27 noviembre 2016

Las últimas palabras de las chicas Gilmore


ALERTA SPOILERS: Si no habéis visto "Las 4 estaciones de las chicas Gilmore", título español de ese "Gilmore girls: A year in the life" de Netflix, no sigáis leyendo.

Desde que "Las chicas Gilmore" fue cancelada en 2007, cada vez que Lauren Graham o su creadora, Amy Sherman-Palladino, daban alguna entrevista, eran preguntadas siempre por las mismas dos cosas: sí habría una continuacion en formato película, y cuáles eran esas cuatro últimas palabras que Sherman-Palladino decía que siempre había tenido en mente para acabar la serie. Con el revival en Netflix ya sabemos cuáles son, y de hecho, muchas de las críticas aparecidas este fin de semana de "Gilmore girls: A year in the life" se centran en esa escena final, en la que Rory y Lorelai intercambian esa conversación de cuatro palabras:

- "Mamá".
- "¿Sí?"
- "Estoy embarazada".

Y abrid paso a las elucubraciones sobre quién es el padre, qué va a hacer Rory a partir de ahora y si esto deja en suspenso el futuro de la serie más allá de estos cuatro episodios especiales. Realmente, ese anuncio de Rory en un punto y final bastante definitivo. La serie cierra el círculo abierto ya antes de su piloto, con la hija contemplando la posibilidad de ser madre soltera como su propia progenitora, pero sin ser una adolescente, sino una mujer adulta que, es verdad, atraviesa una crisis existencial. Hasta Lorelai menciona explícitamente esa sensación de círculo cerrado cuando le pide dinero a Emily para expandir el Dragonfly Inn.

Muchas de las cosas que Rory hace en el último episodio, "Fall", adquieren una nueva dimensión al saber que espera un hijo, sobre todo la conversación con su padre. ¿Busca ahí la justificación para no decírselo a Logan (no, dejaos de teorías locas, el padre es Logan, claramente)? ¿Es también su insistencia en escribir el libro que le sugiere Jess una manera de afrontar que ella misma va a ser madre? No han faltado las acusaciones de que Rory se comporta de una manera un poco egoísta al confesarle su embarazo a su madre justo en el día en el que ésta se casa, por fin, con Luke, pero Rory siempre ha sido un poco egocéntrica en ese aspecto. Y eso es lo que da a "Las chicas Gilmore" su toque feminista.
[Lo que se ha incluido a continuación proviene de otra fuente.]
use buggy::Bug;

use crate::{
    block::BlockId,
    name::{Name, QualifiedName},
    ops::ArithError,
    program::SubId,
    types::Type,
};

/// A malformed block or type, rejected when it is built.
#[derive(Clone, Debug, Eq, PartialEq, thiserror::Error)]
pub enum ConstructionError {
    #[error("block `{0}` has no statements")]
    EmptyBlock(Name),
    #[error("block `{block}` has a control transfer at {index} that is not its last statement")]
    MisplacedTransfer { block: Name, index: usize },
    #[error("block `{0}` does not end in a control transfer")]
    MissingTransfer(Name),
    #[error("block names must not be empty")]
    EmptyBlockName,
    #[error("integer width must be positive, got {0}")]
    IntegerWidth(i64),
    #[error("tuples need at least two elements, got {0}")]
    TupleArity(usize),
    #[error("unknown block {0}")]
    UnknownBlock(BlockId),
    #[error("bug: {0}")]
    Bug(&'static str),
}

impl From<Bug> for ConstructionError {
    fn from(bug: Bug) -> Self {
        Self::Bug(bug.msg())
    }
}

/// An ill-typed statement or subroutine signature.
#[derive(Clone, Debug, Eq, PartialEq, thiserror::Error)]
pub enum TypeError {
    #[error("type mismatch in `{context}`: expected `{expected}`, found `{actual}`")]
    Mismatch {
        expected: Type,
        actual: Type,
        context: String,
    },
    #[error("`{sub}` declares {actual} parameter(s) but its input splats to {expected}")]
    ParameterArity {
        sub: QualifiedName,
        expected: usize,
        actual: usize,
    },
    #[error("`{0}` is listed as a parameter but is not a parameter binding")]
    NotAParameter(Name),
    #[error("`{actual}` is not a function type in `{context}`")]
    NotAFunction { actual: Type, context: String },
    #[error("`{actual}` is not a reference type in `{context}`")]
    NotAReference { actual: Type, context: String },
    #[error("store through an immutable reference in `{0}`")]
    ImmutableStore(String),
    #[error("mutable reference to non-mutable binding in `{0}`")]
    ImmutableBorrow(String),
    #[error("unknown block {0}")]
    UnknownBlock(BlockId),
    #[error("unknown subroutine {0}")]
    UnknownSubroutine(SubId),
}

impl TypeError {
    pub(crate) fn mismatch(expected: &Type, actual: &Type, context: impl ToString) -> Self {
        Self::Mismatch {
            expected: expected.clone(),
            actual: actual.clone(),
            context: context.to_string(),
        }
    }
}

/// An inconsistent block graph found while tracing it.
#[derive(Debug, thiserror::Error)]
pub enum TraceError {
    #[error("`{binding}` is read in block `{block}` before any statement writes it")]
    UnwrittenRead { binding: Name, block: Name },
    #[error("unknown block {0}")]
    UnknownBlock(BlockId),
    #[error("bug: {0}")]
    Bug(Bug),
}

impl From<Bug> for TraceError {
    fn from(bug: Bug) -> Self {
        Self::Bug(bug)
    }
}

#[derive(Debug, thiserror::Error)]
pub enum OptimizeError {
    #[error(transparent)]
    Type(#[from] TypeError),
    #[error(transparent)]
    Trace(#[from] TraceError),
    #[error(transparent)]
    Construction(#[from] ConstructionError),
    #[error("unknown subroutine {0}")]
    UnknownSubroutine(SubId),
    #[error("bug: {0}")]
    Bug(Bug),
}

impl From<Bug> for OptimizeError {
    fn from(bug: Bug) -> Self {
        Self::Bug(bug)
    }
}

/// A failed emulator run.
#[derive(Debug, thiserror::Error)]
pub enum EmulatorError {
    #[error("`{callee}` takes {expected} argument(s), got {actual}")]
    Arity {
        callee: String,
        expected: usize,
        actual: usize,
    },
    #[error("no extern named `{0}` is registered")]
    UnknownExtern(Name),
    #[error("extern `{name}` failed: {message}")]
    Extern { name: Name, message: String },
    #[error("`{0}` is read before it is bound")]
    Unbound(Name),
    #[error("reference to `{0}` outlived its frame")]
    DanglingReference(Name),
    #[error("store through an immutable reference to `{0}`")]
    ImmutableStore(Name),
    #[error("arithmetic error: {0}")]
    Arithmetic(#[from] ArithError),
    #[error("call depth exceeded {0}")]
    StackOverflow(usize),
    #[error("fuel exhausted after {0} statements")]
    OutOfFuel(u64),
    #[error("`{0}` is not callable")]
    NotCallable(String),
    #[error("cannot execute `{0}`")]
    Unexecutable(String),
    #[error("unknown subroutine {0}")]
    UnknownSubroutine(SubId),
    #[error("unknown block {0}")]
    UnknownBlock(BlockId),
    #[error("bug: {0}")]
    Bug(Bug),
}

impl EmulatorError {
    /// Constructs an [`EmulatorError::Extern`].
    pub fn extern_failed(name: impl Into<Name>, message: impl Into<String>) -> Self {
        Self::Extern {
            name: name.into(),
            message: message.into(),
        }
    }

    /// Reports whether the error points at malformed IR rather than at
    /// a value the program could legitimately compute.
    pub fn is_malformed(&self) -> bool {
        matches!(
            self,
            Self::Arity { .. }
                | Self::Unbound(_)
                | Self::ImmutableStore(_)
                | Self::NotCallable(_)
                | Self::Unexecutable(_)
                | Self::UnknownSubroutine(_)
                | Self::UnknownBlock(_)
                | Self::Bug(_)
        )
    }
}

impl From<Bug> for EmulatorError {
    fn from(bug: Bug) -> Self {
        Self::Bug(bug)
    }
}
En Vulture apuntaban hace unos días que Paris Geller merecía ser reivindicada por su frustración constante por no ser mejor, por su ambición y por su impaciencia con quienes consideraba que no estaban a su altura. "Las chicas Gilmore" nunca intentó suavizar su carácter (también porque sacaba de ahí algunos de sus momentos más divertidos), del mismo modo que nunca quiso limar los defectos de las tres mujeres Gilmore. Emily puede ser muy cruel, Lorelai, demasiado cabezota y Rory está demasiado absorta en sus problemas, por ejemplo, y aunque fueran las protagonistas, no eran perfectas. La independencia de Lorelai a la hora de sacar adelante su vida no era lo más feminista de la serie, sino que nunca perdió de vista la necesidad de crear personajes tridimensionales, que no fueran proyecciones del ideal de perfección de los hombres en sus vidas. Y, como tales, metían la pata, se portaban mal con algunas personas y resultaban frustrantes a veces.

El revival deja bien claro eso, aunque podamos ponerle pegas por la excesiva duración de sus capítulos o algunas digresiones que no van a ninguna parte, pese a que tener en el mismo segmento a Christian Borle, Sutton Foster y Carole King nunca es una pérdida de tiempo. Y es esa exploración de la crisis vital de las tres mujeres Gilmore, impulsada en parte por la muerte de Richard, lo que le otorga su interés a la historia. Y ahora, desempolvemos aquellas viejas revindicaciones de que Lauren Graham siempre mereció una nominación al Emmy por esta serie.

Música de la semana: Otra cosa que regresa a Stars Hollow es ese músico callejero que se veía a menudo cantando en las transiciones entre escenas, y una de las canciones que versiona es "Valley Winter Song", de Fountains of Wayne.